印刷によって知の集積を拡大させた西欧と鎖国によって情報を制限した江戸時代の日本。今の日本はグローバル化しているとはいえ、個人の意識レベルではどこかに情報を制限している部分があるのではないか? つまり、根強い固定観念が頭の中を支配しているために、外からの有益な情報が入ってきていないのではないか? バルブ崩壊以降、「内向きな日本」と言われることがあります。地域企業を経営する僕らが内向きになってしまうと、ものすごく狭い世界観の中で働くことになる。同時に、企業力という点で大きく後れをとることになるでしょう。
印刷業の果たすべき役割
明治以降、急速に日本が近代化していったのは、福沢諭吉らが書籍を輸入、翻訳し、書籍として広め、教育水準を高めたことが大きい。浅野氏の記事によると、印刷技術が日本の近代化に大きな役割を果たした……とあります。
それから150年ほどたった今日、日本では読書習慣を持たない人が増えてしまっているという残念な状況にある。インターネットによる情報爆発の結果、人々は手っ取り早い情報源を求めるようになってきているのかもしれません。
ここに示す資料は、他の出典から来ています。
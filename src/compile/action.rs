// Custom action elements
//
//  Copyright (C) 2024 wixrs contributors.
//
//  This file is part of wixrs.
//
//  This program is free software: you can redistribute it and/or modify
//  it under the terms of the GNU General Public License as published by
//  the Free Software Foundation, either version 3 of the License, or
//  (at your option) any later version.
//
//  This program is distributed in the hope that it will be useful,
//  but WITHOUT ANY WARRANTY; without even the implied warranty of
//  MERCHANTABILITY or FITNESS FOR A PARTICULAR PURPOSE.  See the
//  GNU General Public License for more details.
//
//  You should have received a copy of the GNU General Public License
//  along with this program.  If not, see <http://www.gnu.org/licenses/>.

use super::package::no_children;
use super::{CompileContext, ContextValues, Platform, Platforms};
use crate::ir::{Deferred, Identifier, SymbolKey};
use crate::schema::tables;
use roxmltree::Node;

/// Custom action type bits.
mod ty {
    pub const DLL_FROM_BINARY: i64 = 1;
    pub const EXE_FROM_FILE: i64 = 18;
    pub const SET_DIRECTORY: i64 = 35;
    pub const SET_PROPERTY: i64 = 51;

    pub const CONTINUE: i64 = 0x40;
    pub const ASYNC: i64 = 0x80;
    pub const IN_SCRIPT: i64 = 0x400;
    pub const ROLLBACK: i64 = 0x100;
    pub const COMMIT: i64 = 0x200;
    pub const NO_IMPERSONATE: i64 = 0x800;
}

pub(super) fn compile_custom_action(
    ctx: &mut CompileContext,
    node: Node,
    values: &ContextValues,
) {
    ctx.check_attributes(
        node,
        &[
            "Id",
            "BinaryRef",
            "DllEntry",
            "FileRef",
            "ExeCommand",
            "Property",
            "Directory",
            "Value",
            "Execute",
            "Impersonate",
            "Return",
        ],
        values,
    );

    let span = ctx.span(node);
    let Some(id) = ctx.required_identifier_attr(node, "Id") else {
        return;
    };
    let from = Some(SymbolKey::new(tables::CUSTOM_ACTION, id));

    let (base, source, target) =
        if let Some(binary) = ctx.identifier_attr(node, "BinaryRef") {
            ctx.add_simple_reference(
                tables::BINARY,
                binary,
                from.clone(),
                Some(span.clone()),
            );
            (ty::DLL_FROM_BINARY, binary, ctx.required_attr(node, "DllEntry"))
        } else if let Some(file) = ctx.identifier_attr(node, "FileRef") {
            ctx.add_simple_reference(
                tables::FILE,
                file,
                from.clone(),
                Some(span.clone()),
            );
            (ty::EXE_FROM_FILE, file, ctx.required_attr(node, "ExeCommand"))
        } else if let Some(prop) = ctx.identifier_attr(node, "Property") {
            (ty::SET_PROPERTY, prop, ctx.required_attr(node, "Value"))
        } else if let Some(dir) = ctx.identifier_attr(node, "Directory") {
            ctx.add_simple_reference(
                tables::DIRECTORY,
                dir,
                from.clone(),
                Some(span.clone()),
            );
            (ty::SET_DIRECTORY, dir, ctx.required_attr(node, "Value"))
        } else {
            ctx.expected_one_of(
                node,
                vec!["BinaryRef", "FileRef", "Property", "Directory"],
            );
            return;
        };

    let execute = match ctx.enum_attr(
        node,
        "Execute",
        &["immediate", "deferred", "rollback", "commit"],
    ) {
        Some("deferred") => ty::IN_SCRIPT,
        Some("rollback") => ty::IN_SCRIPT | ty::ROLLBACK,
        Some("commit") => ty::IN_SCRIPT | ty::COMMIT,
        _ => 0,
    };

    let impersonate = match ctx.yes_no_attr(node, "Impersonate") {
        Some(false) => ty::NO_IMPERSONATE,
        _ => 0,
    };

    let ret = match ctx.enum_attr(
        node,
        "Return",
        &["check", "ignore", "asyncWait", "asyncNoWait"],
    ) {
        Some("ignore") => ty::CONTINUE,
        Some("asyncWait") => ty::ASYNC,
        Some("asyncNoWait") => ty::ASYNC | ty::CONTINUE,
        _ => 0,
    };

    let sym = ctx.add_symbol(
        tables::CUSTOM_ACTION,
        Identifier::public(id),
        Some(span),
    );
    sym.set_named("Type", base | execute | impersonate | ret);
    sym.set_named("Source", source);
    sym.set_named("Target", target);

    no_children(ctx, node, values);
}

fn parse_platforms(list: &str) -> Result<Platforms, String> {
    list.split_whitespace().try_fold(Platforms::NONE, |acc, name| {
        name.parse::<Platform>().map(|p| acc | p.into())
    })
}

pub(super) fn compile_custom_action_ref(
    ctx: &mut CompileContext,
    node: Node,
    values: &ContextValues,
) {
    ctx.check_attributes(node, &["Id", "Platforms"], values);

    let span = ctx.span(node);
    let Some(id) = ctx.required_identifier_attr(node, "Id") else {
        return;
    };

    match node.attribute("Platforms").map(parse_platforms) {
        None => {
            ctx.add_simple_reference(tables::CUSTOM_ACTION, id, None, Some(span))
        }
        Some(Ok(platforms)) if !platforms.is_empty() => {
            ctx.add_custom_action_reference(id, platforms, span)
        }
        Some(_) => ctx.illegal_value(
            node,
            "Platforms",
            node.attribute("Platforms").unwrap_or_default(),
            "a space-separated list of x86, x64 and arm64",
        ),
    }

    no_children(ctx, node, values);
}

pub(super) fn compile_binary(
    ctx: &mut CompileContext,
    node: Node,
    values: &ContextValues,
) {
    ctx.check_attributes(node, &["Id", "SourceFile"], values);

    let span = ctx.span(node);
    let id = ctx.required_identifier_attr(node, "Id");
    let source = ctx.required_attr(node, "SourceFile");

    if let (Some(id), Some(source)) = (id, source) {
        let sym =
            ctx.add_symbol(tables::BINARY, Identifier::public(id), Some(span));
        sym.set_named("Data", Deferred::SourcePath(source.into()));
    }

    no_children(ctx, node, values);
}

pub(super) fn compile_sequence(
    ctx: &mut CompileContext,
    node: Node,
    values: &ContextValues,
) {
    ctx.check_attributes(node, &[], values);

    ctx.each_child(node, values, |ctx, child, name| {
        match name {
            "Custom" => compile_custom(ctx, child, values),
            _ => return false,
        }
        true
    });
}

/// Schedule a custom action.
fn compile_custom(ctx: &mut CompileContext, node: Node, values: &ContextValues) {
    ctx.check_attributes(
        node,
        &["Action", "Before", "After", "Sequence", "Condition"],
        values,
    );

    let span = ctx.span(node);
    let action = ctx.required_identifier_attr(node, "Action");
    let before = ctx.identifier_attr(node, "Before");
    let after = ctx.identifier_attr(node, "After");
    let sequence = ctx.integer_attr(node, "Sequence", -4, 32767);

    if before.is_none() && after.is_none() && node.attribute("Sequence").is_none()
    {
        ctx.expected_one_of(node, vec!["Before", "After", "Sequence"]);
    }

    // The condition may be given as text content.
    let condition = node.attribute("Condition").or_else(|| {
        node.text().map(str::trim).filter(|text| !text.is_empty())
    });

    let Some(action) = action else {
        return;
    };

    let sym = ctx.add_symbol(
        tables::INSTALL_EXECUTE_SEQUENCE,
        Identifier::public(action),
        Some(span.clone()),
    );
    sym.set_named("Condition", condition);
    sym.set_named("Sequence", sequence);
    sym.set_named("After", after);
    sym.set_named("Before", before);

    ctx.add_simple_reference(
        tables::CUSTOM_ACTION,
        action,
        Some(SymbolKey::new(tables::INSTALL_EXECUTE_SEQUENCE, action)),
        Some(span),
    );

    ctx.each_child(node, values, |_, _, _| false);
}

#[cfg(test)]
mod test {
    use super::*;

    #[test]
    fn platform_lists() {
        let all = parse_platforms("x86 x64 arm64").unwrap();
        assert!(all.contains(Platform::X86));
        assert!(all.contains(Platform::Arm64));

        let x64 = parse_platforms(" x64 ").unwrap();
        assert!(x64.contains(Platform::X64));
        assert!(!x64.contains(Platform::X86));

        assert!(parse_platforms("mips").is_err());
        assert!(parse_platforms("").unwrap().is_empty());
    }
}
そうして、戦前をイメージさせるようなポピュリズムが台頭する素地をつくることになってしまったのではないか?
今回の全国ぷらざ協議会では、紙媒体への回帰が起こっているという事例が紹介されていました。液晶画面など透過光によって得た情報よりも、印刷媒体(反射光)のほうが記憶として定着しやすい。世界の何ヵ国かでそうした研究結果が発表されています。Eインクディスプレイは反射光なので電子書籍というのもアリだとは思います。電子書籍を含め、書籍がもっと読まれるような世の中を目指す必要があるのではないかと僕は考えています。
循環型の地域経済を目指すには、世界の動きを知っておかねばなりません。印刷業界を理解する上では、他業界の動き、世界の動きを知っておく必要がある。世界のすべてを知るのは不可能ですが、ある程度知ることで、自分、自社、地域のことを客観視することができるようになる。鎖国政策によって大きく後れをとった歴史から学ぶ必要があるでしょう。
15世紀に起こった活版印刷による革命。その後に起こった宗教改革や大航海時代、さらには科学革命、産業革命。そこには当然ながら光と影があって、世界の人々にとって不幸な出来事もたくさん引き起こされることになったわけです。
今日のインターネット革命後の世界も似たような状況にあると考えられます。勉強会1日目には情報セキュリティに関する講演がありました。僕らは非常に危うい環境の中で仕事をしている。そう痛感させられる話でした。今さらインターネットを遮断してビジネスを行うことはできません。リスクを抱えていることを自覚しながら、活動していかねばならない。
考えるべきことは、500年前と同じような歴史を繰り返してはいけないということ。大航海時代に起こったのは植民地主義。国家間、地域間に極端な富の偏在や上下関係が生じるような世界であってはならない。個人においても貧富の差が極大化するようではいけないと思っています。その動きに待ったをかけるのが地域経済循環であり、人々の消費行動を変えていくことだと僕は考えています。そのために何ができるのか。もっと考えねばなりません。